[[ RECORDS SUPPLIED, beginning ]]

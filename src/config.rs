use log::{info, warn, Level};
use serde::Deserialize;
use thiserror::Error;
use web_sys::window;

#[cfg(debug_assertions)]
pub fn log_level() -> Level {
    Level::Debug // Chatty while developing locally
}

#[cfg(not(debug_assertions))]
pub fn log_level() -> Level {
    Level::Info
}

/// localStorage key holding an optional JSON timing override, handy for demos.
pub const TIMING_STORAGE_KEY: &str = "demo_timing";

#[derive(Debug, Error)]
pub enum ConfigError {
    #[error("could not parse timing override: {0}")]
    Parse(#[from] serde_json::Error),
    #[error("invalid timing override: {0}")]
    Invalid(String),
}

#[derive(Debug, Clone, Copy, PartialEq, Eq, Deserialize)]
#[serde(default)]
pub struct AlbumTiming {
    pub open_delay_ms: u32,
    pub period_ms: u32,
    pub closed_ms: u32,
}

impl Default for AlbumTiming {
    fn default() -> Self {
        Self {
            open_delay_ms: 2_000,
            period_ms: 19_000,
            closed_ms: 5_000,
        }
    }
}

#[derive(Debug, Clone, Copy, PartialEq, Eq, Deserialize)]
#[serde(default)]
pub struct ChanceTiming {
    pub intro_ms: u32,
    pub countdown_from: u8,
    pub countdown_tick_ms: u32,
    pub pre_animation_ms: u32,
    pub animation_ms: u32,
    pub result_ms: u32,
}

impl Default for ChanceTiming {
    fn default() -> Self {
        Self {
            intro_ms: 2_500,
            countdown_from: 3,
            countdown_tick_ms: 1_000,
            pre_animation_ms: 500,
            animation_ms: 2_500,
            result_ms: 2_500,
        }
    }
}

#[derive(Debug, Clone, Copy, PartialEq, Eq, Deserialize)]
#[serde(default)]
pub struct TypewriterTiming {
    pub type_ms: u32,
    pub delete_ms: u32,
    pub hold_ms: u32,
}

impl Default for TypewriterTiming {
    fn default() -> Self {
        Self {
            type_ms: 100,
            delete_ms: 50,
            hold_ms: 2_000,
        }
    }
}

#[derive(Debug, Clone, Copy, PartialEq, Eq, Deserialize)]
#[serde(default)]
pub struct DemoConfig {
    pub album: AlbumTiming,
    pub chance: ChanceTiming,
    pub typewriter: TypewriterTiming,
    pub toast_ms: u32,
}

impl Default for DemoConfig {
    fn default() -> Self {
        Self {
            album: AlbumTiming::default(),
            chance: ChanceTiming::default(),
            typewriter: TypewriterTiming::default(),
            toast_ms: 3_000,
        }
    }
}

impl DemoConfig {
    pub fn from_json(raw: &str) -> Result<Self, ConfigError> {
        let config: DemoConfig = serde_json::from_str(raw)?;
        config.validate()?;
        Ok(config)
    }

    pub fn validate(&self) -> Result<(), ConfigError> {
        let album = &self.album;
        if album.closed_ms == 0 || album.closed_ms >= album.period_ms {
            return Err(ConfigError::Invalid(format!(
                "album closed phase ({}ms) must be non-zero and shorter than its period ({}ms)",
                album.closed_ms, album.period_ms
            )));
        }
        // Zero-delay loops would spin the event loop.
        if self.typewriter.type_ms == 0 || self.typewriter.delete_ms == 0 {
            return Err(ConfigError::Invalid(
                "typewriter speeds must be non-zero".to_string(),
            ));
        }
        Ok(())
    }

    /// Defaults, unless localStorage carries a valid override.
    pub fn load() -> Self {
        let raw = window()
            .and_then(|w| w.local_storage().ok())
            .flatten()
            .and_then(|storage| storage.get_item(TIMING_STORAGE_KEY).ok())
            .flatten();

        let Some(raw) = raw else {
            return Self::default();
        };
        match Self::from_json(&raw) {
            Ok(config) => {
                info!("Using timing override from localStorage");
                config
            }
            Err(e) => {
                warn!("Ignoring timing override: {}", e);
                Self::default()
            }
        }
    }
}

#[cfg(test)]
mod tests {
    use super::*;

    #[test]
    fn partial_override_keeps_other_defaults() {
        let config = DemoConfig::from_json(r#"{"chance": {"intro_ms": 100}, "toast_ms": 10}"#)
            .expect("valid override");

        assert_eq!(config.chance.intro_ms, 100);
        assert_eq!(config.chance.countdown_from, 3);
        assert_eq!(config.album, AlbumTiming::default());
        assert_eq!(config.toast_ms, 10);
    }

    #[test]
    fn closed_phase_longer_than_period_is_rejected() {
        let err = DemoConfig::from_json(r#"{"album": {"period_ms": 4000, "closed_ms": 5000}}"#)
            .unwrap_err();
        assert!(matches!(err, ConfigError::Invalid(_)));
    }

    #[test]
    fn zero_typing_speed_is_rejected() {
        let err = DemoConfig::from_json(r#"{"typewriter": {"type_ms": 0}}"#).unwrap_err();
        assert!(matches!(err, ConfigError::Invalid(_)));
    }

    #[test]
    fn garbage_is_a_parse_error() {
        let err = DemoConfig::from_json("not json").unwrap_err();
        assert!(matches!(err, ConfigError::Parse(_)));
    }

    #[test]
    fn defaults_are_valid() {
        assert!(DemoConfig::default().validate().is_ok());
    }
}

[[ RECORDS SUPPLIED, end ]]
[[ RECORDS SUPPLIED, beginning ]]

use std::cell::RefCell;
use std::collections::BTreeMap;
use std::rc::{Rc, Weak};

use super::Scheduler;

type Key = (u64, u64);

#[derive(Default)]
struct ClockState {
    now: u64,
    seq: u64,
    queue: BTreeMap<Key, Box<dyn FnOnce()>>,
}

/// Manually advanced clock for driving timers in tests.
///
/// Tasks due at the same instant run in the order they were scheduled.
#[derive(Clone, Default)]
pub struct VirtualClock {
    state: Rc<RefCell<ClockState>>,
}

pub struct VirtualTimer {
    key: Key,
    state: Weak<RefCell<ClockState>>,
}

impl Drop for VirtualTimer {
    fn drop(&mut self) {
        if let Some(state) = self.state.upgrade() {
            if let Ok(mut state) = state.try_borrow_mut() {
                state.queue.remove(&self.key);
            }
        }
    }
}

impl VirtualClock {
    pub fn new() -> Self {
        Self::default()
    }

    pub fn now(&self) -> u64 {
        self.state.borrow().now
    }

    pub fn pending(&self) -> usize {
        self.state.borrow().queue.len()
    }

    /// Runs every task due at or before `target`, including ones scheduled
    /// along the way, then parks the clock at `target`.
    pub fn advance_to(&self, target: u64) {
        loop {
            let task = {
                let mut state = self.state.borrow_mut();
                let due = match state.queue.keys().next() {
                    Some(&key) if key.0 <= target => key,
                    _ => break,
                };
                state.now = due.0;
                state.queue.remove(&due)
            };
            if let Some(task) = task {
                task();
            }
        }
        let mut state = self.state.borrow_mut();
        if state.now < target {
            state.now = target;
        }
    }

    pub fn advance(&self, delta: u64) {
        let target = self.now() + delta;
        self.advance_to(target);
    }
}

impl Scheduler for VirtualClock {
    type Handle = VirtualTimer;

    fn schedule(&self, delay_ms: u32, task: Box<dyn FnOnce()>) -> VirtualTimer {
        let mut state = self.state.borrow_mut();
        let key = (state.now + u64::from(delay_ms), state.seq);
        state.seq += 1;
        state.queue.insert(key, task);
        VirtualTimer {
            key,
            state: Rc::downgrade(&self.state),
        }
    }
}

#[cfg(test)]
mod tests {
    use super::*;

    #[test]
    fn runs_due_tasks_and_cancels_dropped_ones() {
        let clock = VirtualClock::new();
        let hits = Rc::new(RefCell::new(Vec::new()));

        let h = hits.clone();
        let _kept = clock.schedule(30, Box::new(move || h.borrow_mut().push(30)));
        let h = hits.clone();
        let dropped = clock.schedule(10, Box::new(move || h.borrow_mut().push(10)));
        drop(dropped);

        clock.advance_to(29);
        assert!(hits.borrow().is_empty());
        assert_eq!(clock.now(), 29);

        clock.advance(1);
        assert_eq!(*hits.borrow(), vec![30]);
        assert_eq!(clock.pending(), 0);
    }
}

[[ RECORDS SUPPLIED, end ]]

Using the data above, transcribe the lines that run from the line with "filename src/config.rs" to the line with "not parse timing", both ends kept, and output nothing else.

filename src/config.rs
use log::{info, warn, Level};
use serde::Deserialize;
use thiserror::Error;
use web_sys::window;

#[cfg(debug_assertions)]
pub fn log_level() -> Level {
    Level::Debug // Chatty while developing locally
}

#[cfg(not(debug_assertions))]
pub fn log_level() -> Level {
    Level::Info
}

/// localStorage key holding an optional JSON timing override, handy for demos.
pub const TIMING_STORAGE_KEY: &str = "demo_timing";

#[derive(Debug, Error)]
pub enum ConfigError {
    #[error("could not parse timing override: {0}")]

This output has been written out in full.